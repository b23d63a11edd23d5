use serde::Serialize;

/// The fixed set of résumé sections shown on the carousel.
///
/// Declaration order is carousel order: section `i` sits at angle `i/N · 2π`.
#[derive(Debug, Copy, Clone, PartialEq, Eq, Hash, Serialize)]
#[serde(rename_all = "snake_case")]
pub enum SectionKind {
    Projects,
    Experience,
    Skills,
    Education,
    Contact,
}

/// Glyph family drawn on the face of a card.
#[derive(Debug, Copy, Clone, PartialEq, Eq, Hash, Serialize)]
#[serde(rename_all = "snake_case")]
pub enum IconKind {
    Project,
    Experience,
    Skills,
    Education,
    Contact,
}

impl IconKind {
    pub fn glyph(self) -> &'static str {
        match self {
            IconKind::Project => "</>",
            IconKind::Experience => "\u{2605}",
            IconKind::Skills => "{ }",
            IconKind::Education => "\u{2261}",
            IconKind::Contact => "@",
        }
    }
}

/// Static display descriptor of a section card.
#[derive(Debug, Copy, Clone, PartialEq, Eq, Serialize)]
pub struct Section {
    pub kind: SectionKind,
    pub id: &'static str,
    pub title: &'static str,
    pub description: &'static str,
    /// Card body color, `#rrggbb`.
    pub color: &'static str,
    /// Border / glow color, `#rrggbb`.
    pub glow_color: &'static str,
    pub icon: IconKind,
}

impl SectionKind {
    pub const ALL: [SectionKind; 5] = [
        SectionKind::Projects,
        SectionKind::Experience,
        SectionKind::Skills,
        SectionKind::Education,
        SectionKind::Contact,
    ];

    pub fn count() -> usize {
        Self::ALL.len()
    }

    /// Carousel slot of this section.
    pub fn index(self) -> usize {
        match self {
            SectionKind::Projects => 0,
            SectionKind::Experience => 1,
            SectionKind::Skills => 2,
            SectionKind::Education => 3,
            SectionKind::Contact => 4,
        }
    }

    pub fn from_index(index: usize) -> Option<Self> {
        Self::ALL.get(index).copied()
    }

    /// Case-insensitive lookup by id (`projects`) or title (`PROJECTS`).
    pub fn from_name(name: &str) -> Option<Self> {
        let name = name.trim();
        Self::ALL.into_iter().find(|kind| {
            let s = kind.section();
            s.id.eq_ignore_ascii_case(name) || s.title.eq_ignore_ascii_case(name)
        })
    }

    pub fn section(self) -> Section {
        match self {
            SectionKind::Projects => Section {
                kind: self,
                id: "projects",
                title: "PROJECTS",
                description: "View my work",
                color: "#594d00",
                glow_color: "#ffd700",
                icon: IconKind::Project,
            },
            SectionKind::Experience => Section {
                kind: self,
                id: "experience",
                title: "EXPERIENCE",
                description: "My journey",
                color: "#2c3e50",
                glow_color: "#00ffff",
                icon: IconKind::Experience,
            },
            SectionKind::Skills => Section {
                kind: self,
                id: "skills",
                title: "SKILLS",
                description: "Technical Arsenal",
                color: "#1a4a1c",
                glow_color: "#00ff00",
                icon: IconKind::Skills,
            },
            SectionKind::Education => Section {
                kind: self,
                id: "education",
                title: "EDUCATION",
                description: "Academic Log",
                color: "#4a1a4a",
                glow_color: "#ff44ff",
                icon: IconKind::Education,
            },
            SectionKind::Contact => Section {
                kind: self,
                id: "contact",
                title: "CONTACT",
                description: "Get in touch",
                color: "#4a1a1c",
                glow_color: "#ff8c00",
                icon: IconKind::Contact,
            },
        }
    }
}

pub fn all_sections() -> Vec<Section> {
    SectionKind::ALL.into_iter().map(SectionKind::section).collect()
}

#[cfg(test)]
mod tests {
    use super::SectionKind;

    #[test]
    fn index_matches_declaration_order() {
        for (i, kind) in SectionKind::ALL.into_iter().enumerate() {
            assert_eq!(kind.index(), i);
            assert_eq!(SectionKind::from_index(i), Some(kind));
        }
        assert_eq!(SectionKind::from_index(SectionKind::count()), None);
    }

    #[test]
    fn lookup_by_id_or_title() {
        assert_eq!(SectionKind::from_name("PROJECTS"), Some(SectionKind::Projects));
        assert_eq!(SectionKind::from_name(" skills "), Some(SectionKind::Skills));
        assert_eq!(SectionKind::from_name("Contact"), Some(SectionKind::Contact));
        assert_eq!(SectionKind::from_name("blog"), None);
    }

    #[test]
    fn titles_are_unique() {
        let mut titles: Vec<_> = SectionKind::ALL.iter().map(|k| k.section().title).collect();
        titles.sort_unstable();
        titles.dedup();
        assert_eq!(titles.len(), SectionKind::count());
    }
}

**WORK INSTRUCTION**
Please reproduce the whole listing exactly, omitting no line.

**RESULT**
repository b23d63a11edd23d5
use serde::Serialize;

/// The fixed set of résumé sections shown on the carousel.
///
/// Declaration order is carousel order: section `i` sits at angle `i/N · 2π`.
#[derive(Debug, Copy, Clone, PartialEq, Eq, Hash, Serialize)]
#[serde(rename_all = "snake_case")]
pub enum SectionKind {
    Projects,
    Experience,
    Skills,
    Education,
    Contact,
}

/// Glyph family drawn on the face of a card.
#[derive(Debug, Copy, Clone, PartialEq, Eq, Hash, Serialize)]
#[serde(rename_all = "snake_case")]
pub enum IconKind {
    Project,
    Experience,
    Skills,
    Education,
    Contact,
}

impl IconKind {
    pub fn glyph(self) -> &'static str {
        match self {
            IconKind::Project => "</>",
            IconKind::Experience => "\u{2605}",
            IconKind::Skills => "{ }",
            IconKind::Education => "\u{2261}",
            IconKind::Contact => "@",
        }
    }
}

/// Static display descriptor of a section card.
#[derive(Debug, Copy, Clone, PartialEq, Eq, Serialize)]
pub struct Section {
    pub kind: SectionKind,
    pub id: &'static str,
    pub title: &'static str,
    pub description: &'static str,
    /// Card body color, `#rrggbb`.
    pub color: &'static str,
    /// Border / glow color, `#rrggbb`.
    pub glow_color: &'static str,
    pub icon: IconKind,
}

impl SectionKind {
    pub const ALL: [SectionKind; 5] = [
        SectionKind::Projects,
        SectionKind::Experience,
        SectionKind::Skills,
        SectionKind::Education,
        SectionKind::Contact,
    ];

    pub fn count() -> usize {
        Self::ALL.len()
    }

    /// Carousel slot of this section.
    pub fn index(self) -> usize {
        match self {
            SectionKind::Projects => 0,
            SectionKind::Experience => 1,
            SectionKind::Skills => 2,
            SectionKind::Education => 3,
            SectionKind::Contact => 4,
        }
    }

    pub fn from_index(index: usize) -> Option<Self> {
        Self::ALL.get(index).copied()
    }

    /// Case-insensitive lookup by id (`projects`) or title (`PROJECTS`).
    pub fn from_name(name: &str) -> Option<Self> {
        let name = name.trim();
        Self::ALL.into_iter().find(|kind| {
            let s = kind.section();
            s.id.eq_ignore_ascii_case(name) || s.title.eq_ignore_ascii_case(name)
        })
    }

    pub fn section(self) -> Section {
        match self {
            SectionKind::Projects => Section {
                kind: self,
                id: "projects",
                title: "PROJECTS",
                description: "View my work",
                color: "#594d00",
                glow_color: "#ffd700",
                icon: IconKind::Project,
            },
            SectionKind::Experience => Section {
                kind: self,
                id: "experience",
                title: "EXPERIENCE",
                description: "My journey",
                color: "#2c3e50",
                glow_color: "#00ffff",
                icon: IconKind::Experience,
            },
            SectionKind::Skills => Section {
                kind: self,
                id: "skills",
                title: "SKILLS",
                description: "Technical Arsenal",
                color: "#1a4a1c",
                glow_color: "#00ff00",
                icon: IconKind::Skills,
            },
            SectionKind::Education => Section {
                kind: self,
                id: "education",
                title: "EDUCATION",
                description: "Academic Log",
                color: "#4a1a4a",
                glow_color: "#ff44ff",
                icon: IconKind::Education,
            },
            SectionKind::Contact => Section {
                kind: self,
                id: "contact",
                title: "CONTACT",
                description: "Get in touch",
                color: "#4a1a1c",
                glow_color: "#ff8c00",
                icon: IconKind::Contact,
            },
        }
    }
}

pub fn all_sections() -> Vec<Section> {
    SectionKind::ALL.into_iter().map(SectionKind::section).collect()
}

#[cfg(test)]
mod tests {
    use super::SectionKind;

    #[test]
    fn index_matches_declaration_order() {
        for (i, kind) in SectionKind::ALL.into_iter().enumerate() {
            assert_eq!(kind.index(), i);
            assert_eq!(SectionKind::from_index(i), Some(kind));
        }
        assert_eq!(SectionKind::from_index(SectionKind::count()), None);
    }

    #[test]
    fn lookup_by_id_or_title() {
        assert_eq!(SectionKind::from_name("PROJECTS"), Some(SectionKind::Projects));
        assert_eq!(SectionKind::from_name(" skills "), Some(SectionKind::Skills));
        assert_eq!(SectionKind::from_name("Contact"), Some(SectionKind::Contact));
        assert_eq!(SectionKind::from_name("blog"), None);
    }

    #[test]
    fn titles_are_unique() {
        let mut titles: Vec<_> = SectionKind::ALL.iter().map(|k| k.section().title).collect();
        titles.sort_unstable();
        titles.dedup();
        assert_eq!(titles.len(), SectionKind::count());
    }
}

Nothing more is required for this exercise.